(Stored data)
use std::sync::Arc;
use std::time::Duration;
use tracing::{debug, warn};

use crate::backend::{Artifact, BackendKind, PageSpec};
use crate::canvas::{Canvas, Color, TextSpec};
use crate::error::OverlayError;
use crate::font::{
    DEFAULT_FETCH_TIMEOUT, DEFAULT_LINE_SPACING, FontCache, FontLoader, FontMetrics,
    FontRequest, SystemFontLoader,
};
use crate::layout::layout;
use crate::render::{OutlineOffsets, OutlineSpec, render_outlined};
use crate::wrap::wrap;

pub const DEFAULT_FONT_FAMILY: &str = "Noto Sans Tamil";
/// Resolves to an installed face, or the builtin face when none exists.
pub const DEFAULT_FALLBACK_FAMILY: &str = "sans-serif";
pub const MIN_FONT_SIZE_PX: f32 = 12.0;
pub const SIZE_DIVISOR: f32 = 20.0;
pub const MAX_TEXT_WIDTH_FRACTION: f32 = 0.9;

#[derive(Debug, Clone, PartialEq)]
pub struct ComposeOptions {
    pub font_family: String,
    /// Substituted once when `font_family` cannot be resolved.
    pub fallback_family: Option<String>,
    pub font_size_px: Option<f32>,
    pub outline_color: Color,
    pub outline_radius_px: f32,
    pub outline_offsets: OutlineOffsets,
    pub line_spacing: f32,
    pub max_text_width_fraction: f32,
    pub min_font_size_px: f32,
    pub size_divisor: f32,
    pub font_fetch_timeout: Duration,
    pub page: PageSpec,
}

impl Default for ComposeOptions {
    fn default() -> Self {
        Self {
            font_family: DEFAULT_FONT_FAMILY.to_string(),
            fallback_family: Some(DEFAULT_FALLBACK_FAMILY.to_string()),
            font_size_px: None,
            outline_color: Color::BLACK,
            outline_radius_px: 2.0,
            outline_offsets: OutlineOffsets::Eight,
            line_spacing: DEFAULT_LINE_SPACING,
            max_text_width_fraction: MAX_TEXT_WIDTH_FRACTION,
            min_font_size_px: MIN_FONT_SIZE_PX,
            size_divisor: SIZE_DIVISOR,
            font_fetch_timeout: DEFAULT_FETCH_TIMEOUT,
            page: PageSpec::default(),
        }
    }
}

impl ComposeOptions {
    /// Explicit size from the request or the options, else
    /// `max(min_font_size, canvas_width / size_divisor)`.
    pub fn font_size_for(&self, canvas: &Canvas, spec: &TextSpec) -> f32 {
        let explicit = spec
            .font_size_px
            .or(self.font_size_px)
            .filter(|size| size.is_finite() && *size > 0.0);
        if let Some(size) = explicit {
            return size;
        }
        let divisor = if self.size_divisor > 0.0 {
            self.size_divisor
        } else {
            SIZE_DIVISOR
        };
        (canvas.width() as f32 / divisor).max(self.min_font_size_px)
    }

    pub fn outline(&self) -> OutlineSpec {
        OutlineSpec {
            color: self.outline_color,
            radius_px: self.outline_radius_px.max(0.0),
            offsets: self.outline_offsets,
        }
    }
}

/// Wires font resolution, wrapping, layout and rendering together. One
/// instance is shared by every request in the process.
pub struct Compositor {
    cache: Arc<FontCache>,
    loader: Arc<dyn FontLoader>,
}

impl Compositor {
    pub fn new(cache: Arc<FontCache>) -> Self {
        Self::with_loader(cache, Arc::new(SystemFontLoader::new()))
    }

    pub fn with_loader(cache: Arc<FontCache>, loader: Arc<dyn FontLoader>) -> Self {
        Self { cache, loader }
    }

    pub fn cache(&self) -> &FontCache {
        &self.cache
    }

    /// Produces exactly one artifact for the request, or an error and nothing.
    pub fn compose(
        &self,
        canvas: &Canvas,
        spec: &TextSpec,
        backend: BackendKind,
        options: &ComposeOptions,
    ) -> Result<Artifact, OverlayError> {
        canvas.validate()?;
        let mut target = backend.target(canvas, &options.page)?;
        if spec.is_blank() {
            debug!("no overlay text; composing {} canvas as-is", backend);
            return target.compose(canvas);
        }

        let size_px = options.font_size_for(canvas, spec);
        let family = spec
            .font_family
            .as_deref()
            .filter(|family| !family.trim().is_empty())
            .unwrap_or(&options.font_family);
        let metrics = self
            .resolve_metrics(family, size_px, options)?
            .with_line_spacing(options.line_spacing);

        let available = canvas.width() as f32 * options.max_text_width_fraction;
        let wrapped = wrap(&spec.text, available, &metrics);
        if wrapped.is_empty() {
            return target.compose(canvas);
        }
        let result = layout(canvas, &wrapped, &metrics);
        debug!(
            "laid out {} line(s) at {:.1}px in {:.1}x{:.1} block",
            result.lines.len(),
            size_px,
            result.bounds.width,
            result.bounds.height
        );
        render_outlined(
            target.as_mut(),
            &result,
            &metrics,
            spec.color,
            &options.outline(),
        );
        target.compose(canvas)
    }

    /// Like [`Compositor::compose`] with the backend given by name.
    pub fn compose_named(
        &self,
        canvas: &Canvas,
        spec: &TextSpec,
        backend: &str,
        options: &ComposeOptions,
    ) -> Result<Artifact, OverlayError> {
        canvas.validate()?;
        let backend = backend.parse::<BackendKind>()?;
        self.compose(canvas, spec, backend, options)
    }

    fn resolve_metrics(
        &self,
        family: &str,
        size_px: f32,
        options: &ComposeOptions,
    ) -> Result<FontMetrics, OverlayError> {
        let request = FontRequest::new(family).with_timeout(options.font_fetch_timeout);
        match self.cache.resolve(self.loader.as_ref(), &request, size_px) {
            Ok(metrics) => Ok(metrics),
            Err(err) => {
                let Some(fallback) = options
                    .fallback_family
                    .as_deref()
                    .filter(|fallback| !fallback.eq_ignore_ascii_case(family))
                else {
                    return Err(err);
                };
                warn!("{}; retrying with fallback font '{}'", err, fallback);
                let request = FontRequest::new(fallback).with_timeout(options.font_fetch_timeout);
                self.cache.resolve(self.loader.as_ref(), &request, size_px)
            }
        }
    }
}

#[cfg(test)]
mod tests {
    use super::*;
    use crate::font::FontFace;
    use image::{Rgba, RgbaImage};
    use std::sync::Mutex;

    /// Serves the builtin face for allowed families and fails everything else.
    struct ScriptedLoader {
        available: Vec<String>,
        requested: Mutex<Vec<String>>,
    }

    impl ScriptedLoader {
        fn new(available: &[&str]) -> Arc<Self> {
            Arc::new(Self {
                available: available.iter().map(|name| name.to_string()).collect(),
                requested: Mutex::new(Vec::new()),
            })
        }

        fn requested(&self) -> Vec<String> {
            self.requested.lock().expect("requested").clone()
        }
    }

    impl FontLoader for ScriptedLoader {
        fn load(&self, request: &FontRequest<'_>) -> Result<FontFace, OverlayError> {
            self.requested
                .lock()
                .expect("requested")
                .push(request.family.to_string());
            if self.available.iter().any(|name| name == request.family) {
                Ok(FontFace::builtin())
            } else {
                Err(OverlayError::font_unavailable(request.family, "network unreachable"))
            }
        }
    }

    fn canvas(width: u32, height: u32) -> Canvas {
        Canvas::from_rgba(RgbaImage::from_pixel(width, height, Rgba([30, 60, 90, 255])))
            .expect("canvas")
    }

    #[test]
    fn derived_font_size_has_a_floor() {
        let options = ComposeOptions::default();
        let spec = TextSpec::new("hi", Color::WHITE);
        assert_eq!(options.font_size_for(&canvas(100, 100), &spec), 12.0);
        assert_eq!(options.font_size_for(&canvas(800, 600), &spec), 40.0);
        let explicit = spec.clone().with_font_size(18.5);
        assert_eq!(options.font_size_for(&canvas(800, 600), &explicit), 18.5);
        let zero = spec.with_font_size(0.0);
        assert_eq!(options.font_size_for(&canvas(800, 600), &zero), 40.0);
    }

    #[test]
    fn falls_back_once_when_requested_font_fails() {
        let loader = ScriptedLoader::new(&[DEFAULT_FALLBACK_FAMILY]);
        let compositor = Compositor::with_loader(Arc::new(FontCache::new()), loader.clone());
        let spec = TextSpec::new("Hello", Color::WHITE)
            .with_font_family("https://fonts.example.com/tamil.ttf");
        let artifact = compositor
            .compose(
                &canvas(200, 100),
                &spec,
                BackendKind::RasterBuffer,
                &ComposeOptions::default(),
            )
            .expect("compose");
        assert_eq!(artifact.mime(), "image/png");
        assert_eq!(
            loader.requested(),
            vec!["https://fonts.example.com/tamil.ttf", DEFAULT_FALLBACK_FAMILY]
        );
    }

    #[test]
    fn fails_when_fallback_also_fails() {
        let loader = ScriptedLoader::new(&[]);
        let compositor = Compositor::with_loader(Arc::new(FontCache::new()), loader.clone());
        let spec = TextSpec::new("Hello", Color::WHITE);
        let err = compositor
            .compose(
                &canvas(200, 100),
                &spec,
                BackendKind::DocumentPage,
                &ComposeOptions::default(),
            )
            .unwrap_err();
        assert!(err.is_font_unavailable());
        assert_eq!(loader.requested(), vec![DEFAULT_FONT_FAMILY, DEFAULT_FALLBACK_FAMILY]);
    }

    #[test]
    fn blank_text_skips_font_resolution() {
        let loader = ScriptedLoader::new(&[]);
        let compositor = Compositor::with_loader(Arc::new(FontCache::new()), loader.clone());
        let canvas = canvas(32, 32);
        let artifact = compositor
            .compose(
                &canvas,
                &TextSpec::new("   ", Color::WHITE),
                BackendKind::RasterBuffer,
                &ComposeOptions::default(),
            )
            .expect("compose");
        assert_eq!(artifact, Artifact::Png(canvas.encode_png().expect("png")));
        assert!(loader.requested().is_empty());
    }

    #[test]
    fn unknown_backend_name_is_rejected_before_work() {
        let loader = ScriptedLoader::new(&["builtin"]);
        let compositor = Compositor::with_loader(Arc::new(FontCache::new()), loader.clone());
        let err = compositor
            .compose_named(
                &canvas(10, 10),
                &TextSpec::new("x", Color::WHITE),
                "gif",
                &ComposeOptions::default(),
            )
            .unwrap_err();
        assert_eq!(err, OverlayError::UnsupportedBackend("gif".to_string()));
        assert!(loader.requested().is_empty());
    }

    #[test]
    fn warm_cache_skips_loader() {
        let loader = ScriptedLoader::new(&["builtin"]);
        let cache = Arc::new(FontCache::new());
        let compositor = Compositor::with_loader(cache.clone(), loader.clone());
        let options = ComposeOptions {
            font_family: "builtin".to_string(),
            ..ComposeOptions::default()
        };
        let spec = TextSpec::new("வணக்கம் 2024", Color::WHITE);
        for _ in 0..3 {
            compositor
                .compose(&canvas(300, 200), &spec, BackendKind::CssOverlay, &options)
                .expect("compose");
        }
        assert_eq!(loader.requested().len(), 1);
        assert_eq!(cache.len(), 1);
    }
}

*Problem to work on:*
Could you copy every line from the records that has "height" in it?

*Exercise solution:*
            result.bounds.height
    fn canvas(width: u32, height: u32) -> Canvas {
        Canvas::from_rgba(RgbaImage::from_pixel(width, height, Rgba([30, 60, 90, 255])))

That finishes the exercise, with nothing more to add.